CONTROL OF AROMA COMPOUNDS IN STRAWBERRY

Intensive breeding for the improvement of agronomic traits, such as yield, disease resistance, fruit firmness and size has contributed to a progressive decline of strawberry flavor (taste and aroma). Furthermore, the complexity of volatile composition and their quantitative genetics has discouraged breeders of the genetic improvement of this trait. The overall objective of the IOF FLAVOR project is the identification and characterization of strawberry genes controlling natural variation in key flavor compounds and the elucidation of molecular mechanisms controlling their concentration. The final key goal of this proposal is the translation of genomic and phenotypic data into markers suitable for breeding tastier strawberries.

One of the first objectives of this project was to develop a genetic map of strawberry genome with high density of molecular markers to enable efficient identification of QTLs and candidate genes. To achieve this objective we have optimized DArT and DArT-seq platforms for high-throughput genotyping in strawberry, a crop with a genetically complex octoploid genome (Sánchez-Sevilla et al., 2015).

The second objective was the Identification of genes controlling the content of essential volatiles in strawberry fruits. The IOF Flavor Project has used information generated in previous genetic studies of strawberry flavor to elucidate the molecular mechanisms controlling major QTLs for key volatiles. Identification of the genes regulating these important compounds would be a major step for strawberry improvement. Our attention has been focused on major QTLs that are stable, and therefore suitable for marker-assisted breeding. During the first period of the project, that took place in the laboratory of Dr. Kevin Folta in the University of Florida, we have identified the key gene FaFAD1 necessary for the accumulation of γ-decalactone, a volatile that contributes to strawberry flavor with peachy and sweet notes. The results have been published in two companion manuscripts in the journal BMC genomics (Sánchez-Sevilla et al., 2014; Chambers et al., 2014). The variation in the content of another important lactone, γ-dodecalactone, has been mapped to linkage group VII-1 in strawberry. Using a combination of genetic and next-generation sequencing analysis we have identified two candidate genes for the variation in this volatile. Functional analyses such as expression studies and over-expression and silencing of candidate genes are being done in order to functionally validate them.

Esters, formed by esterification of alcohols and acyl-CoA, constitute the largest and one of the most important volatiles contributing to the aroma of strawberry fruit.
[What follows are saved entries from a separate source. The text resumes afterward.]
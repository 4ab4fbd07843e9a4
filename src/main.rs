//! Headless entry point: refresh the directory once and print it.

use std::sync::Arc;
use std::time::Duration;

use xaiflow::api::{HttpBackend, LogNavigator, MemorySession, MlBackend, Session};
use xaiflow::workflow::WorkbenchController;
use xaiflow::{config, logging};

const TOKEN_ENV: &str = "XAIFLOW_TOKEN";
const REFRESH_WAIT: Duration = Duration::from_secs(60);

fn main() -> Result<(), Box<dyn std::error::Error>> {
    let config = config::load_or_default()?;
    if let Err(err) = logging::init(config.log_filter.as_deref()) {
        eprintln!("Logging disabled: {err}");
    }
    tracing::info!(api = %config.api_base_url, "Starting xaiflow");

    let session: Arc<dyn Session> = Arc::new(MemorySession::new(std::env::var(TOKEN_ENV).ok()));
    let backend: Arc<dyn MlBackend> = Arc::new(HttpBackend::new(
        &config,
        Arc::clone(&session),
        Arc::new(LogNavigator),
    )?);
    let mut controller = WorkbenchController::new(backend, session, &config);

    controller.refresh();
    if !controller.wait_until_idle(REFRESH_WAIT) {
        return Err("Timed out waiting for the backend".into());
    }
    if controller.session_ended() {
        return Err(format!("Not authenticated; set {TOKEN_ENV} to a valid access token").into());
    }
    if let Some(err) = controller.directory().last_error() {
        return Err(err.to_string().into());
    }

    println!("Datasets:");
    for dataset in controller.directory().datasets() {
        let rows = dataset
            .row_count
            .map_or_else(|| "?".to_string(), |rows| rows.to_string());
        println!(
            "  [{}] {} ({} rows, {} columns)",
            dataset.id,
            dataset.file_name,
            rows,
            dataset.headers.len()
        );
    }
    println!("Models:");
    for model in controller.directory().models() {
        println!(
            "  [{}] {} {} -> {} (accuracy {})",
            model.id,
            model.model_name,
            model.model_type,
            model.target_variable,
            model.accuracy_label()
        );
    }
    Ok(())
}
A common QTL controlling the content of 10 important esters, such as butyl and octyl hexanoates and butanoates, and 2 alcohols, 1-octanol and 1-decanol, was detected in LG VI-1 in a previous work. We have identified 20 contrasting lines among the 95 progeny lines of the ‘232’ x ‘1392’ population and analyzed differential expression using RNA-seq between the two pools of 10 lines. This analysis has resulted in the identification of two candidate genes, both located in LG VI at the position were the closest marker to the QTL for esters maps in the reference F. vesca genome. The expression of both candidate genes was correlated with the variation in esters content. To investigate the role of these two genes in ester biosynthesis, we are currently analyzing the effect of over- and down-regulation of both genes by transient expression studies in fruits of different strawberry cultivars. These ongoing experiments will hopefully identify if any of these candidate genes are able to affect volatile levels in strawberry fruits and clarify the molecular mechanisms controlling their concentration.

The key goal of this proposal is the translation of genomic and phenotypic data into markers suitable for strawberry breeding. An important activity of the IOF FLAVOR project is the development and validation of closely linked markers to the identified genes for future implementation in marker assisted breeding programs. Selected markers are been assessed in a wide collection of cultivars to determine whether they predict the corresponding traits accurately. As a result of this project we have analyzed the ability of 2 markers in the genes FaOMT and FaFAD1 to predict the presence of mesifurane and γ-decalactone among strawberry cultivars (manuscript in preparation). Both markers were able to predict the traits with reliability higher than 91%. A simple PCR test for these volatiles in fruits has been developed and disseminated to strawberry breeders. We will continue marker development and validation with additional volatile traits once other candidate genes under study are functionally evaluated.

In contrast to other important traits easier to quantify, strawberry aroma results from a complex interaction of hundreds of volatile compounds resulting from the activity of many genes from different biosynthetic pathways. Usually, breeders select for flavor based in sugar and acid measurements, and panel tests. Aroma evaluation using instrumental analysis, such as GC-MS, during breeding programs is expensive due to the high number of selections that need to be tested. The implementation of markers such as the ones developed in the IOF-FLAVOR Project for the selection of cultivars with improved flavor will surely accelerate breeding programs for the selection of flavorful strawberries. Therefore, the availability of DNA markers able to predict high concentration of particular volatiles will have a high socio-economic impact on the strawberry breeding industry. Furthermore, consumers will also benefit from buying and enjoying tastier fruit.